If you're one of those girls (or guys), you remember the delicious indecision that was trying to cement the setlist for a "first mix" [tape or cd...format at this point had compelled me to use a CD-R, but I started out on 90 minute blank Maxells or Sonys just like everyone else]. You want to look cool to the potential or newly minted significant other, but you can't put too many unlistenable or alienating tracks on the dang thing. Nobody wants to know how unabashedly into Woody Guthrie you are at first glance...you gotta ease 'em into the good stuff. My friend Kelsey and I spent most of our high school careers perfecting the art of the well-balanced mix tape (first-class-music-nerds), and I didn't want to let myself and my new beau down. After many hours of planning, here's what I came up with for July 27, 2008:
|Congenitally bad handwriting. It is what it is!|
"OSFM" was the name I gave all mix cds post-2003, coming from the sizing tag abbreviation for "One Size Fits Most" and the idea of FM being like FM radio. I know, dorky, but still. It's nice to have uniformity in titles. I still stand by almost all of the decisions here. I'm bummed that a couple of the songs didn't show up on Spotify, but for the most part, this is what it sounded like (isn't the future amazing? I just playlisted a physical cd in a digital format. Mind blown.):
[Tracks that are on Youtube but not Spotify: Nick Cave and the Bad Seeds' Jim Morrison-esque b-side "Come Into My Sleep", the RZA and Vincent Gallo's collaboration on "(Something I Want) For Real", the theme song from the Japanese spy girl show "Playgirl", Malay sixties' pop group Naomi and the Boys' almost atonal "Bad Loser" and South African jazz singer Dolly Rathebe's "Tlhapi Ke Noga"]

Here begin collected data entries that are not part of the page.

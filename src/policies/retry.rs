//! # Retry policy for the queue consumer.
//!
//! [`RetryPolicy`] decides how many times a payload is attempted, how long the
//! consumer waits between attempts and what happens once the budget is spent.
//!
//! ```text
//! attempt 1 ── fail ──► sleep delay_after(1) ──► attempt 2 ── fail ──► ...
//!                                                          attempt max_attempts ── fail
//!                                                                     └─► dead letter (if enabled) + report
//! ```
//!
//! The policy is copied into the executor when the consumer starts; later
//! changes to the caller's value have no effect.

use std::time::Duration;

use crate::policies::BackoffPolicy;

/// Retry behaviour for one consumer.
#[derive(Clone, Copy, Debug, PartialEq)]
pub struct RetryPolicy {
    /// Total attempts per payload, including the first (`0` is treated as `1`).
    pub max_attempts: u32,
    /// Delay schedule between attempts.
    pub backoff: BackoffPolicy,
    /// Deposit exhausted payloads into the dead-letter sink.
    pub dead_letter: bool,
    /// Let shutdown cut an in-progress backoff short.
    ///
    /// When `false` (default) the consumer finishes the current sleep and retry
    /// before it observes shutdown, so shutdown latency is bounded by
    /// [`BackoffPolicy::max`].
    pub interrupt_backoff: bool,
}

impl Default for RetryPolicy {
    /// `max_attempts = 5`, default backoff, dead letters on, no interruption.
    fn default() -> Self {
        Self {
            max_attempts: 5,
            backoff: BackoffPolicy::default(),
            dead_letter: true,
            interrupt_backoff: false,
        }
    }
}

impl RetryPolicy {
    /// Returns a copy with every field in its valid range.
    #[must_use]
    pub fn normalized(self) -> Self {
        Self {
            max_attempts: self.max_attempts.max(1),
            backoff: self.backoff.normalized(),
            ..self
        }
    }

    /// True if another attempt may follow failed `attempt` (1-based).
    #[inline]
    pub fn allows_retry(&self, attempt: u32) -> bool {
        attempt < self.max_attempts.max(1)
    }

    /// Delay to wait after failed `attempt`.
    #[inline]
    pub fn delay_after(&self, attempt: u32) -> Duration {
        self.backoff.delay_after(attempt)
    }
}

#[cfg(test)]
mod tests {
    use super::*;
    use crate::policies::JitterPolicy;

    #[test]
    fn test_normalized_clamps_attempts_and_factor() {
        let p = RetryPolicy {
            max_attempts: 0,
            backoff: BackoffPolicy {
                factor: 0.0,
                ..BackoffPolicy::default()
            },
            ..RetryPolicy::default()
        }
        .normalized();
        assert_eq!(p.max_attempts, 1);
        assert_eq!(p.backoff.factor, 2.0);
    }

    #[test]
    fn test_allows_retry_boundary() {
        let p = RetryPolicy {
            max_attempts: 3,
            ..RetryPolicy::default()
        };
        assert!(p.allows_retry(1));
        assert!(p.allows_retry(2));
        assert!(!p.allows_retry(3));
        assert!(!p.allows_retry(4));
    }

    #[test]
    fn test_single_attempt_never_retries() {
        let p = RetryPolicy {
            max_attempts: 0,
            ..RetryPolicy::default()
        };
        assert!(!p.allows_retry(1));
    }

    #[test]
    fn test_delay_schedule() {
        let p = RetryPolicy {
            max_attempts: 3,
            backoff: BackoffPolicy {
                first: Duration::from_millis(10),
                max: Duration::from_millis(100),
                factor: 2.0,
                jitter: JitterPolicy::None,
            },
            ..RetryPolicy::default()
        };
        assert_eq!(p.delay_after(1), Duration::from_millis(10));
        assert_eq!(p.delay_after(2), Duration::from_millis(20));
    }
}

|Hi, vintage Nick Cave. Love you! (source)|
Something that occurred to me as I was tracking down these cuts online-- the ubiquitous mp3 blogs from my college days have gone the way of the dinosaur! I hadn't thought about how anti-piracy legislation and heavier restrictions on what you can share online would affect me until I thought about where a lot of these songs came from in the first place. I know there still ARE some, but many of the mainstays of my college autodidacticism are gone, gone, gone. I would have never known about the thirties' track "Adam and Eve in the Garden" by Chris Bouchillion, which I have committed to memory in its entirety over the years, without the prewar blues and roots blog Honey Where You Been So Long, last updated in 2010. There was another called Bubblegum Jukebox that introduced me to the Spanish version of "Come and Get Your Love", which, if you ask me, is better than Redbone's original. For a couple years there, people with amazing and obscure taste in music were sharing it all over the world... I get bummed out thinking that the era of being able to discover new, truly off-the-beaten-path music is over! Back to the analog drawing board.
|Remember me? (source)|
I have to try and rise to the occasion of work today, through my sleepiness, but let's talk about mixtapes and cds. Were you the type to swap cds practically a second after phone numbers on the dating trail? Where did you find inspiration for new music? Did you have any particular rules in making cds or tapes? Any wildly ambitious mixes you made back in the day? What do you think about the mix I assembled above? Do tell!
That's all I got for today. See ya back here tomorrow, once I've had some rest! Til then.